Jalan-jalan ke Makam Keramat Gorontalo Milik Bapu Kali Balunda

Posted on

Penulis: Mohamad Ziad Adam,  Mahasiswa Magang dari Universitas Negeri Gorontalo (UNG)

, Gorontalo – Tersembunyi di Tenilo Gorontalo, Makam Keramat Aulia “Bapu Kali Balunda” menyimpan kisah penting.

Selain sebagai ulama, Bapu Kali Balunda juga disebut-sebut sebagai Qadhi, hakim dalam hukum Islam yang bertugas memutuskan perkara. Qadhi juga bertugas menerapkan yurisprudensi Islam (fiqh).

Memang, sejauh ini nama Bapu Kali Balunda jarang terdengar, tetapi perannya begitu besar dalam sejarah Islam di Gorontalo.

Lebih dari sekadar tempat peristirahatan terakhir, makam ini menyimpan jejak perjalanan seorang pedagang yang berubah menjadi hakim kerajaan dan mursyid tarekat qadhiriyah. Sabtu (15/02/2025)

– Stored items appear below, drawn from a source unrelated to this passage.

//! FreshRSS client speaking the Google Reader compatibility API.
//!
//! Authentication is two-staged: `ClientLogin` yields a long-lived session
//! token sent as `Authorization: GoogleLogin auth=...` on every call, and a
//! short-lived write token fetched separately must accompany every mutation.
//! Reads are GETs returning JSON documents handled by [`adapters`]; the one
//! mutation, `edit-tag`, is a form POST.

pub mod adapters;

use reqwest::{Client, Response, StatusCode};
use serde::Deserialize;
use tokio::time::timeout;

use crate::api::{ensure_success, read_limited_bytes, SyncError, MAX_RESPONSE_SIZE, REQUEST_TIMEOUT};
use crate::storage::{Item, RemoteFeed, RemoteFolder};

/// Client for one FreshRSS instance.
pub struct FreshRssClient {
    client: Client,
    base_url: String,
    token: Option<String>,
    write_token: Option<String>,
}

#[derive(Debug, Deserialize)]
pub struct UserInfo {
    #[serde(rename = "userName")]
    pub user_name: String,
}

impl FreshRssClient {
    pub fn new(client: Client, base_url: &str) -> Self {
        Self {
            client,
            base_url: base_url.trim_end_matches('/').to_owned(),
            token: None,
            write_token: None,
        }
    }

    /// Restores a session token persisted from an earlier login.
    pub fn set_token(&mut self, token: String) {
        self.token = Some(token);
    }

    /// Exchanges credentials for a session token via `ClientLogin`.
    ///
    /// The response is a line-oriented key=value document; only the `Auth`
    /// line matters. The token is retained on the client and returned for
    /// persistence.
    pub async fn login(&mut self, login: &str, password: &str) -> Result<String, SyncError> {
        let url = format!("{}/accounts/ClientLogin", self.base_url);
        let request = self
            .client
            .post(&url)
            .form(&[("Email", login), ("Passwd", password)])
            .send();
        let response = timeout(REQUEST_TIMEOUT, request)
            .await
            .map_err(|_| SyncError::Timeout)??;

        if matches!(
            response.status(),
            StatusCode::UNAUTHORIZED | StatusCode::FORBIDDEN
        ) {
            return Err(SyncError::Auth(
                "FreshRSS rejected the login credentials".into(),
            ));
        }
        let response = ensure_success(response)?;
        let body = read_limited_bytes(response, MAX_RESPONSE_SIZE).await?;
        let body = String::from_utf8_lossy(&body);

        let token = body
            .lines()
            .find_map(|line| line.strip_prefix("Auth="))
            .map(str::trim)
            .filter(|t| !t.is_empty())
            .ok_or_else(|| SyncError::Auth("ClientLogin response has no Auth token".into()))?
            .to_owned();

        self.token = Some(token.clone());
        Ok(token)
    }

    /// Fetches the write token required by `edit-tag` calls.
    pub async fn fetch_write_token(&mut self) -> Result<String, SyncError> {
        let url = format!("{}/reader/api/0/token", self.base_url);
        let response = self.get(&url).await?;
        let body = read_limited_bytes(response, MAX_RESPONSE_SIZE).await?;
        let token = String::from_utf8_lossy(&body).trim().to_owned();
        if token.is_empty() {
            return Err(SyncError::Auth("token endpoint returned an empty body".into()));
        }
        self.write_token = Some(token.clone());
        Ok(token)
    }

    pub async fn user_info(&self) -> Result<UserInfo, SyncError> {
        let url = format!("{}/reader/api/0/user-info?output=json", self.base_url);
        let response = self.get(&url).await?;
        let body = read_limited_bytes(response, MAX_RESPONSE_SIZE).await?;
        serde_json::from_slice(&body)
            .map_err(|e| SyncError::Parse(crate::api::ParseError::from(e)))
    }

    pub async fn folders(&self) -> Result<Vec<RemoteFolder>, SyncError> {
        let url = format!("{}/reader/api/0/tag/list?output=json", self.base_url);
        let response = self.get(&url).await?;
        let body = read_limited_bytes(response, MAX_RESPONSE_SIZE).await?;
        Ok(adapters::parse_folders(&body)?)
    }

    pub async fn feeds(&self) -> Result<Vec<RemoteFeed>, SyncError> {
        let url = format!(
            "{}/reader/api/0/subscription/list?output=json",
            self.base_url
        );
        let response = self.get(&url).await?;
        let body = read_limited_bytes(response, MAX_RESPONSE_SIZE).await?;
        Ok(adapters::parse_feeds(&body)?)
    }

    /// Fetches up to `count` reading-list items, newest first. When `since`
    /// is set, only items crawled after that epoch second are returned.
    pub async fn items(&self, count: usize, since: Option<i64>) -> Result<Vec<Item>, SyncError> {
        let mut url = format!(
            "{}/reader/api/0/stream/contents/user/-/state/com.google/reading-list?output=json&n={count}",
            self.base_url
        );
        if let Some(since) = since {
            url.push_str(&format!("&ot={since}"));
        }
        let response = self.get(&url).await?;
        let body = read_limited_bytes(response, MAX_RESPONSE_SIZE).await?;
        Ok(adapters::parse_items(&body)?)
    }

    /// Fetches up to `count` starred items. Used on the first sync, where
    /// old starred items would otherwise fall outside the reading-list page.
    pub async fn starred_items(&self, count: usize) -> Result<Vec<Item>, SyncError> {
        let url = format!(
            "{}/reader/api/0/stream/contents/user/-/state/com.google/starred?output=json&n={count}",
            self.base_url
        );
        let response = self.get(&url).await?;
        let body = read_limited_bytes(response, MAX_RESPONSE_SIZE).await?;
        Ok(adapters::parse_items(&body)?)
    }

    /// Adds and/or removes a state tag on a batch of items.
    ///
    /// Item ids repeat as `i` parameters; `a` adds a stream, `r` removes
    /// one. The server answers `OK` on success, which we do not bother to
    /// parse beyond the status code.
    pub async fn edit_tags(
        &self,
        item_ids: &[String],
        add: Option<&str>,
        remove: Option<&str>,
    ) -> Result<(), SyncError> {
        if item_ids.is_empty() {
            return Ok(());
        }
        let write_token = self
            .write_token
            .as_deref()
            .ok_or(SyncError::MissingCredentials("write token"))?;

        let mut params: Vec<(&str, &str)> = Vec::with_capacity(item_ids.len() + 3);
        for id in item_ids {
            params.push(("i", id));
        }
        if let Some(stream) = add {
            params.push(("a", stream));
        }
        if let Some(stream) = remove {
            params.push(("r", stream));
        }
        params.push(("T", write_token));

        let url = format!("{}/reader/api/0/edit-tag", self.base_url);
        let request = self
            .client
            .post(&url)
            .header("Authorization", self.auth_header()?)
            .form(&params)
            .send();
        let response = timeout(REQUEST_TIMEOUT, request)
            .await
            .map_err(|_| SyncError::Timeout)??;
        ensure_success(response)?;
        Ok(())
    }

    fn auth_header(&self) -> Result<String, SyncError> {
        let token = self
            .token
            .as_deref()
            .ok_or(SyncError::MissingCredentials("session token"))?;
        Ok(format!("GoogleLogin auth={token}"))
    }

    async fn get(&self, url: &str) -> Result<Response, SyncError> {
        let request = self
            .client
            .get(url)
            .header("Authorization", self.auth_header()?)
            .send();
        let response = timeout(REQUEST_TIMEOUT, request)
            .await
            .map_err(|_| SyncError::Timeout)??;
        ensure_success(response)
    }
}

Makam Keramat Aulia “Bapu Kali Balunda” terletak di Tenilo, Kecamatan Kota Barat, Kota Gorontalo.

Makam ini  menyimpan jejak sejarah seorang ulama besar yang juga menjabat sebagai qadhi atau hakim kerajaan pada abad ke-18 hingga ke-19.

Meski terbuka untuk umum, makam ini tidak banyak diketahui masyarakat karena keluarga besar menjaga agar ziarah dilakukan dengan niat yang benar.

Fadlul Hak Datau, keturunan generasi keempat Bapu Kali Balunda, menjelaskan perjalanan hidup dan peran penting ulama ini dalam sejarah Gorontalo.

Bapu Kali Balunda, yang bernama asli dirahasiakan oleh keluarganya, lahir pada tahun 1801 dan wafat sekitar tahun 1934.

Ia adalah seorang qadhi pertama di Kerajaan Suwawa serta mursyid tarekat qadhiriyah.

Sebelum menjadi ulama, ia adalah seorang pedagang yang pergi ke Ternate. Namun, karena ancaman perompak yang sering menangkap dan menjual manusia ke pasar budak, ia akhirnya menerima gelar qadhi yang diwarisi dari ayahnya, Tuan Kali Datau.

“Gelar qadhi itu diwariskan dari ayahnya. Awalnya, ia menolak karena ingin berdagang, tetapi karena kondisi saat itu tidak memungkinkan, akhirnya ia menerima gelar tersebut dan meneruskan ilmu turun-temurun dari keluarganya,” jelas Fadlul Hak Datau. Saat diwawancarai pada Sabtu (15/02/2025)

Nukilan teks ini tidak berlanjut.